Но, как и Астафьева, числить Василия Шукшина по определенному разряду — изобразителей «правды жизни» или обличителей, уж там городского ль разврата либо исконных деревенских пороков, — трудно. «Жена называла его — Чудик», — так начат одноименный рассказ (1967). Добавлено: «Иногда ласково», и словцо это, «чудик», пущенное в ход именно Шукшиным, охарактеризовавшее самых понятных ему персонажей, больше всего другого определило тональность его прозы. Нежно-мечтательную — при всей грубости быта, вопреки ей.

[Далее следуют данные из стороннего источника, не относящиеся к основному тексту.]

//! Binary dump of the whole database.
//!
//! A snapshot is a header followed by one section per index, in the order
//! of [`IndexSet::indices`]. Sections are written and read by the indices
//! themselves, loading reconciles the records in place.

use crate::database::Database;
use crate::error::Result;
use crate::services::DynamicGlobalPropertyService;
use chainbase::IndexSet;
use serde_derive::{Deserialize, Serialize};
use std::io::{self, Read, Write};
use thiserror::Error;

pub const MAGIC: [u8; 8] = *b"SCRSNAP\0";
pub const VERSION: u32 = 1;

#[derive(Debug, Error)]
pub enum SnapshotFileError {
    #[error("cannot access snapshot")]
    Io(#[from] io::Error),
    #[error("malformed snapshot header")]
    Codec(#[from] bincode::Error),
    #[error("malformed snapshot section")]
    Section(#[from] chainbase::SnapshotError),
    #[error("not a snapshot file")]
    BadMagic,
    #[error("snapshot version {0} is not supported")]
    UnsupportedVersion(u32),
}

#[derive(Debug, Clone, PartialEq, Eq, Serialize, Deserialize)]
pub struct SnapshotHeader {
    pub magic: [u8; 8],
    pub version: u32,
    pub head_block_number: u32,
}

fn write_header(writer: &mut dyn Write, header: &SnapshotHeader) -> Result<()> {
    bincode::serialize_into(writer, header).map_err(SnapshotFileError::from)?;
    Ok(())
}

fn read_header(reader: &mut dyn Read) -> Result<SnapshotHeader> {
    let header: SnapshotHeader =
        bincode::deserialize_from(reader).map_err(SnapshotFileError::from)?;
    if header.magic != MAGIC {
        return Err(SnapshotFileError::BadMagic.into());
    }
    if header.version != VERSION {
        return Err(SnapshotFileError::UnsupportedVersion(header.version).into());
    }
    Ok(header)
}

pub fn save<W: Write>(db: &Database, writer: &mut W) -> Result<()> {
    let header = SnapshotHeader {
        magic: MAGIC,
        version: VERSION,
        head_block_number: db.head_block_num()?,
    };
    write_header(writer, &header)?;
    for index in db.indices() {
        index
            .save_section(writer)
            .map_err(SnapshotFileError::from)?;
    }
    writer.flush().map_err(SnapshotFileError::from)?;
    tracing::info!(
        head_block_num = header.head_block_number,
        "snapshot saved"
    );
    Ok(())
}

/// Bring `db` to the saved state. Changes are recorded in the current undo
/// session if one is open. Returns the head block number of the snapshot.
pub fn load<R: Read>(db: &mut Database, reader: &mut R) -> Result<u32> {
    let header = read_header(reader)?;
    for index in db.indices_mut() {
        let name = index.type_name();
        index.load_section(reader).map_err(|error| {
            tracing::warn!(section = name, %error, "snapshot section rejected");
            SnapshotFileError::from(error)
        })?;
    }
    tracing::info!(
        head_block_num = header.head_block_number,
        "snapshot loaded"
    );
    Ok(header.head_block_number)
}

#[cfg(test)]
mod tests {
    use super::*;
    use crate::asset::Asset;
    use crate::error::Error;
    use crate::operations::{Operation, Transfer};
    use crate::services::AccountService;
    use crate::testing::{apply_operation, ChainStateBuilder};
    use crate::ChainState;
    use chainbase::Undoable;
    use std::sync::Arc;

    fn state() -> ChainState {
        ChainStateBuilder::new()
            .with_account("alice", Asset::scr(1_000), Asset::sp(500))
            .with_account("bob", Asset::scr(0), Asset::sp(0))
            .with_witness("alice")
            .build()
            .unwrap()
    }

    fn dump(db: &Database) -> Vec<u8> {
        let mut bytes = Vec::new();
        save(db, &mut bytes).unwrap();
        bytes
    }

    #[test]
    fn every_record_survives_a_round_trip() {
        let state = state();
        let bytes = dump(state.database());

        let config = Arc::new(state.config().clone());
        let restored = ChainState::from_snapshot(config, &mut bytes.as_slice()).unwrap();
        assert_eq!(dump(restored.database()), bytes);
        assert_eq!(restored.database().revision(), 0);
        assert_eq!(
            restored
                .database()
                .get_account(&"alice".parse().unwrap())
                .unwrap(),
            state
                .database()
                .get_account(&"alice".parse().unwrap())
                .unwrap()
        );
    }

    #[test]
    fn loading_inside_a_session_can_be_undone() {
        let mut state = state();
        let saved = dump(state.database());
        apply_operation(
            &mut state,
            Operation::Transfer(Transfer {
                from: "alice".parse().unwrap(),
                to: "bob".parse().unwrap(),
                amount: Asset::scr(400),
                memo: String::new(),
            }),
        )
        .unwrap();
        let changed = dump(state.database());

        let db = state.database_mut();
        {
            let mut session = db.start_undo_session(true);
            load(&mut *session, &mut saved.as_slice()).unwrap();
            assert_eq!(dump(&session), saved);
        }
        assert_eq!(dump(db), changed);
    }

    #[test]
    fn foreign_files_are_rejected() {
        let mut state = state();
        let mut bytes = dump(state.database());
        bytes[0] = b'X';
        assert_err_match!(
            Error::Snapshot(SnapshotFileError::BadMagic),
            load(state.database_mut(), &mut bytes.as_slice())
        );

        let mut bytes = dump(state.database());
        bytes[8] = 2;
        assert_err_match!(
            Error::Snapshot(SnapshotFileError::UnsupportedVersion(2)),
            load(state.database_mut(), &mut bytes.as_slice())
        );
    }
}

Шукшинские чудики могут быть малоприятны — как герой цикла рассказов Штрихи к портрету (1973) Николай Николаевич Князев, самоучка-философ, досаждающий ближним и дальним своим трактатом о государстве. Бывают — чаще — неотразимо трогательны, как столяр Андрей Ерин, собравшийся избавить человечество от микробов (Микроскоп, 1969), или совхозный механик Роман Звягин (Забуксовал, 1973), потерявший покой от того, что гоголевская Русь-тройка везет никого иного, как «шулера» Чичикова. А скотник и кочегар Костя Валиков, получивший от соседей кличку Алеша Бесконвойный (как и назван рассказ 1973 года), тот вовсе, как лирическое подобие Живого, Федора Кузькина, устроил себе единоличное, бесконвойно-духовное существование посреди немилого ему общего мира. «…Все знали, что этот преподобный Алеша „сроду такой“… Пробовали, конечно, повлиять на него, и не раз, но все без толку».

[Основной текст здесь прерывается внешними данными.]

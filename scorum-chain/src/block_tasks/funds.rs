use super::BlockTaskContext;
use crate::asset::{Asset, Symbol};
use crate::config::CrutchTarget;
use crate::error::Result;
use crate::schema::{AccountObject, BudgetKind, BudgetObject};
use crate::services::{
    AccountService, BudgetService, DevPoolService, DynamicGlobalPropertyService,
    RewardBalancerService, RewardFundService,
};
use crate::types::Hardfork;
use crate::virtual_ops::VirtualOperation;
use chainbase::ObjectId;
use std::collections::BTreeMap;

/// Collect this block's budget allocations and split them between the
/// development pool, the block producer, active stake holders and the
/// content reward funds.
///
/// Advertising income goes half to the development pool; the rest, with
/// the liquid part of the fund budget, is smoothed by the reward balancer.
/// The staked part of the fund budget is distributed as is.
pub fn process_funds(ctx: &mut BlockTaskContext<'_>) -> Result<()> {
    apply_schedule_crutches(ctx)?;

    let mut advertising = Asset::scr(0);
    for kind in [BudgetKind::Post, BudgetKind::Banner].iter() {
        for id in ctx.db.budgets_of_kind(*kind) {
            advertising = (advertising + allocate(ctx, id)?)?;
        }
    }

    let mut fund_scr = Asset::scr(0);
    let mut fund_sp = Asset::sp(0);
    for id in ctx.db.budgets_of_kind(BudgetKind::Fund) {
        let cash = allocate(ctx, id)?;
        match cash.symbol {
            Symbol::Scr => fund_scr = (fund_scr + cash)?,
            Symbol::Sp => fund_sp = (fund_sp + cash)?,
        }
    }

    let dev_team_reward = advertising.percent(ctx.db.config.dev_team_reward_percent);
    if dev_team_reward.is_positive() {
        ctx.db.increase_dev_pool(dev_team_reward)?;
    }

    let balanced = ((advertising - dev_team_reward)? + fund_scr)?;
    ctx.db.increase_reward_balancer(balanced)?;
    let scr_users_reward = ctx.db.take_block_reward()?;

    tracing::trace!(
        advertising = %advertising,
        dev = %dev_team_reward,
        scr = %scr_users_reward,
        sp = %fund_sp,
        "users reward"
    );

    distribute_users_reward(ctx, scr_users_reward)?;
    if fund_sp.is_positive() {
        distribute_users_reward(ctx, fund_sp)?;
    }
    Ok(())
}

fn allocate(
    ctx: &mut BlockTaskContext<'_>,
    id: ObjectId<BudgetObject>,
) -> Result<Asset> {
    let budget = ctx.db.get_budget(id)?;
    let (kind, owner) = (budget.kind, budget.owner.clone());
    let allocation = ctx.db.allocate_cash(id)?;

    if allocation.cash.is_positive() {
        ctx.push_virtual_operation(VirtualOperation::AllocateCashFromBudget {
            kind,
            owner: owner.clone(),
            budget_id: id.value(),
            cash: allocation.cash,
        });
    }
    if let (Some(refund), Some(owner)) = (allocation.refund, owner) {
        if refund.is_positive() {
            ctx.push_virtual_operation(VirtualOperation::CashBackFromBudgetToOwner {
                kind,
                owner,
                budget_id: id.value(),
                cash: refund,
            });
        }
    }
    Ok(allocation.cash)
}

fn apply_schedule_crutches(ctx: &mut BlockTaskContext<'_>) -> Result<()> {
    let block_num = ctx.block().block_num;
    let crutches: Vec<_> = ctx.db.config.crutches_at(block_num).cloned().collect();
    for crutch in crutches {
        tracing::info!(block_num, target = ?crutch.target, per_block = crutch.per_block, "schedule patched");
        match crutch.target {
            CrutchTarget::FundBudget => {
                for id in ctx.db.budgets_of_kind(BudgetKind::Fund) {
                    let symbol = ctx.db.get_budget(id)?.balance.symbol;
                    ctx.db
                        .set_budget_per_block(id, Asset::new(crutch.per_block, symbol))?;
                }
            }
            CrutchTarget::RewardBalancer => {
                ctx.db
                    .set_current_per_block_reward(Asset::scr(crutch.per_block))?;
            }
        }
    }
    Ok(())
}

fn distribute_users_reward(ctx: &mut BlockTaskContext<'_>, reward: Asset) -> Result<()> {
    let config = &ctx.db.config;
    let witness_reward = reward.percent(config.witness_reward_percent);
    let active_sp_holders_reward = reward.percent(config.active_sp_holders_reward_percent);

    pay_witness(ctx, witness_reward)?;
    let undistributed = distribute_active_sp_holders_reward(ctx, active_sp_holders_reward)?;

    let content_reward = ((reward - witness_reward)? - active_sp_holders_reward)?;
    let content_reward = (content_reward + undistributed)?;
    if content_reward.is_positive() {
        ctx.db.increase_reward_fund(content_reward)?;
    }
    Ok(())
}

/// The producer is reported every block, a zero reward included.
fn pay_witness(ctx: &mut BlockTaskContext<'_>, reward: Asset) -> Result<()> {
    let producer = ctx.block().witness.clone();
    let reward = if reward.is_positive() {
        let id = ctx.db.get_account(&producer)?.id;
        ctx.db.create_scorumpower(id, reward)?
    } else {
        Asset::sp(0)
    };
    ctx.push_virtual_operation(VirtualOperation::ProducerReward { producer, reward });
    Ok(())
}

/// Accounts that voted within the reward period, weighted by the
/// scorumpower they voted with.
fn active_sp_holders(ctx: &BlockTaskContext<'_>) -> Result<Vec<(ObjectId<AccountObject>, i64)>> {
    let now = ctx.db.head_block_time()?;
    let period = ctx.db.config.active_sp_holders_reward_period_seconds;
    Ok(ctx
        .db
        .accounts
        .iter()
        .filter(|a| a.vote_reward_competitive_sp.is_positive())
        .filter(|a| a.last_vote_time.add_seconds(period) > now)
        .map(|a| (a.id, a.vote_reward_competitive_sp.amount))
        .collect())
}

/// Share `reward` among active stake holders. Returns the part nobody
/// received.
fn distribute_active_sp_holders_reward(
    ctx: &mut BlockTaskContext<'_>,
    reward: Asset,
) -> Result<Asset> {
    if !reward.is_positive() {
        return Ok(reward);
    }
    let holders = active_sp_holders(ctx)?;
    let total: u128 = holders.iter().map(|(_, sp)| *sp as u128).sum();
    if total == 0 {
        return Ok(reward);
    }

    let pending = ctx.db.has_hardfork(Hardfork::HARDFORK_0_2)?;
    let mut distributed = Asset::zero(reward.symbol);
    let mut rewarded = BTreeMap::new();
    for (id, sp) in holders {
        let share = reward.fraction(sp as u128, total);
        if share.is_zero() {
            continue;
        }
        match (pending, share.symbol) {
            (true, Symbol::Scr) => ctx.db.increase_pending_balance(id, share)?,
            (true, Symbol::Sp) => ctx.db.increase_pending_scorumpower(id, share)?,
            (false, Symbol::Scr) => ctx.db.increase_balance(id, share)?,
            (false, Symbol::Sp) => ctx.db.increase_scorumpower(id, share)?,
        }
        if pending {
            ctx.db.update_active_sp_holders_cashout_time(id)?;
        } else {
            rewarded.insert(ctx.db.get_account_by_id(id)?.name.clone(), share);
        }
        distributed = (distributed + share)?;
    }

    if !rewarded.is_empty() {
        ctx.push_virtual_operation(VirtualOperation::ActiveSpHoldersRewardLegacy { rewarded });
    }
    Ok((reward - distributed)?)
}

#[cfg(test)]
mod tests {
    use super::*;
    use crate::block_tasks::BlockInfo;
    use crate::testing::{ChainStateBuilder, ConfigBuilder};

    fn next_block(state: &mut crate::ChainState) -> BlockInfo {
        let db = state.database_mut();
        let interval = db.config().block_interval;
        db.update_dynamic_global_properties(|p| {
            p.head_block_number += 1;
            p.time = p.time.add_seconds(interval);
        })
        .unwrap();
        BlockInfo {
            block_num: db.head_block_num().unwrap(),
            timestamp: db.head_block_time().unwrap(),
            witness: "alice".parse().unwrap(),
        }
    }

    #[test]
    fn advertising_is_split_with_the_dev_pool() {
        let mut state = ChainStateBuilder::new()
            .with_account("alice", Asset::scr(10_000), Asset::sp(0))
            .build()
            .unwrap();
        let db = state.database_mut();
        let owner = db.get_account(&"alice".parse().unwrap()).unwrap().id;
        let deadline = db.head_block_time().unwrap().add_seconds(3_000);
        // 10 per block
        db.create_budget(owner, BudgetKind::Post, Asset::scr(10_000), deadline, "ad")
            .unwrap();
        let fund_before = db.get_reward_fund(Symbol::Scr).unwrap().activity_reward_balance;

        let info = next_block(&mut state);
        let db = state.database_mut();
        let mut vops = Vec::new();
        process_funds(&mut BlockTaskContext::new(db, &info, &mut vops)).unwrap();

        assert_eq!(db.get_dev_pool().unwrap().scr_balance, Asset::scr(5));
        // the balancer pays its minimum rate, too little for a witness share
        assert_eq!(db.get_reward_balancer().unwrap().balance, Asset::scr(4));
        assert_eq!(
            db.get_reward_fund(Symbol::Scr).unwrap().activity_reward_balance,
            (fund_before + Asset::scr(1)).unwrap()
        );
        assert_eq!(
            vops,
            vec![
                VirtualOperation::AllocateCashFromBudget {
                    kind: BudgetKind::Post,
                    owner: Some("alice".parse().unwrap()),
                    budget_id: 0,
                    cash: Asset::scr(10),
                },
                VirtualOperation::ProducerReward {
                    producer: "alice".parse().unwrap(),
                    reward: Asset::sp(0),
                },
            ]
        );
    }

    #[test]
    fn active_sp_holders_share_before_and_after_hardfork() {
        let mut state = ChainStateBuilder::new()
            .with_account("alice", Asset::scr(0), Asset::sp(0))
            .with_account("bob", Asset::scr(0), Asset::sp(300))
            .with_account("carol", Asset::scr(0), Asset::sp(100))
            .build()
            .unwrap();
        let db = state.database_mut();
        for name in ["bob", "carol"].iter() {
            let id = db.get_account(&name.parse().unwrap()).unwrap().id;
            db.update_voting_power(id, 9_000).unwrap();
        }

        let info = next_block(&mut state);
        let db = state.database_mut();
        let mut vops = Vec::new();
        let mut ctx = BlockTaskContext::new(db, &info, &mut vops);
        let left = distribute_active_sp_holders_reward(&mut ctx, Asset::scr(100)).unwrap();
        assert_eq!(left, Asset::scr(0));
        let bob = db.get_account(&"bob".parse().unwrap()).unwrap();
        assert_eq!(bob.balance, Asset::scr(75));
        assert!(matches!(
            vops.as_slice(),
            [VirtualOperation::ActiveSpHoldersRewardLegacy { rewarded }] if rewarded.len() == 2
        ));

        db.update_dynamic_global_properties(|p| p.hardfork = Hardfork::HARDFORK_0_2)
            .unwrap();
        let mut vops = Vec::new();
        let mut ctx = BlockTaskContext::new(db, &info, &mut vops);
        let left = distribute_active_sp_holders_reward(&mut ctx, Asset::scr(10)).unwrap();
        // 7.5 and 2.5 round down
        assert_eq!(left, Asset::scr(1));
        assert!(vops.is_empty());
        let carol = db.get_account(&"carol".parse().unwrap()).unwrap();
        assert_eq!(carol.active_sp_holders_pending_scr_reward, Asset::scr(2));
        assert_eq!(carol.balance, Asset::scr(25));
        assert!(!carol.active_sp_holders_cashout_time.is_maximum());
    }

    #[test]
    fn schedule_crutches_patch_their_block_only() {
        let config = ConfigBuilder::new()
            .with_schedule_crutch(2, CrutchTarget::FundBudget, 7)
            .with_schedule_crutch(2, CrutchTarget::RewardBalancer, 3)
            .build();
        let mut state = ChainStateBuilder::new()
            .with_config(config)
            .with_account("alice", Asset::scr(0), Asset::sp(0))
            .with_fund_budget(Asset::sp(1_000_000), 1_000)
            .build()
            .unwrap();
        let fund = state.database().budgets_of_kind(BudgetKind::Fund)[0];
        let rates = |state: &crate::ChainState| {
            let db = state.database();
            (
                db.get_budget(fund).unwrap().per_block,
                db.get_reward_balancer().unwrap().current_per_block_reward,
            )
        };
        let initial = rates(&state);
        assert_ne!(initial.0, Asset::sp(7));
        assert_ne!(initial.1, Asset::scr(3));

        let info = next_block(&mut state);
        let mut vops = Vec::new();
        apply_schedule_crutches(&mut BlockTaskContext::new(
            state.database_mut(),
            &info,
            &mut vops,
        ))
        .unwrap();
        assert_eq!(rates(&state), initial);

        let info = next_block(&mut state);
        apply_schedule_crutches(&mut BlockTaskContext::new(
            state.database_mut(),
            &info,
            &mut vops,
        ))
        .unwrap();
        assert_eq!(info.block_num, 2);
        assert_eq!(rates(&state), (Asset::sp(7), Asset::scr(3)));
        assert!(vops.is_empty());
    }
}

Как без толку — влиять и на прочих шукшинских чудиков, лишь иногда, редко воспринимаемых окружающими «ласково». И именно потому они — как провозвестники того царства справедливости и добра, где именно он, чудик, человек не от мира сего, будет на своем месте. Пока же своим странно-нескладным существованием рождая в авторе лирическую тоску по несбыточной стране-утопии…

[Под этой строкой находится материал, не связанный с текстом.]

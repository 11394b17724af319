use std::time::Duration;

use serde::{Deserialize, Serialize};

/// An audio device reported by the host, in host-enumeration order.
///
/// `index` is the device's position in the full host enumeration, so
/// filtering out output-only devices never renumbers the rest.
#[derive(Debug, Clone, PartialEq, Eq, Serialize, Deserialize)]
pub struct AudioDevice {
    pub index: usize,
    pub name: String,
    pub max_input_channels: u16,
    pub default_low_input_latency: Duration,
}

impl AudioDevice {
    pub fn is_input(&self) -> bool {
        self.max_input_channels > 0
    }
}

/// Parameters for opening an input stream on a device.
#[derive(Debug, Clone, Copy, PartialEq, Eq)]
pub struct StreamParameters {
    pub channels: u16,
    pub sample_rate: u32,
    pub frames_per_buffer: u32,
    /// Requested latency; hosts that cannot take a latency hint derive it
    /// from `frames_per_buffer` instead.
    pub latency: Duration,
}

/// Counters collected while a stream is running.
#[derive(Debug, Clone, Default, PartialEq, Eq)]
pub struct CaptureDiagnostics {
    pub callback_count: u64,
    pub samples_total: u64,
    /// Callback chunks that arrived after the buffer was sealed.
    pub late_callbacks: u64,
}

В этом — именно в этом, мечтательно-утопическом смысле — Шукшин порою оказывается близок лучшим произведениям как помянутого Валентина Распутина, так и еще не поминавшегося Василия Ивановича Белова (р. 1932). Двух прозаиков, которых прежде всего и имеют в виду, произнося соборные определения «деревенщики», «деревенская проза», — как, говоря: «шестидесятники», уже как бы видят перед собою Евтушенко, Аксенова, Вознесенского. Не Искандера, не Битова, не Чухонцева. Не Петрушевскую. Не Горенштейна.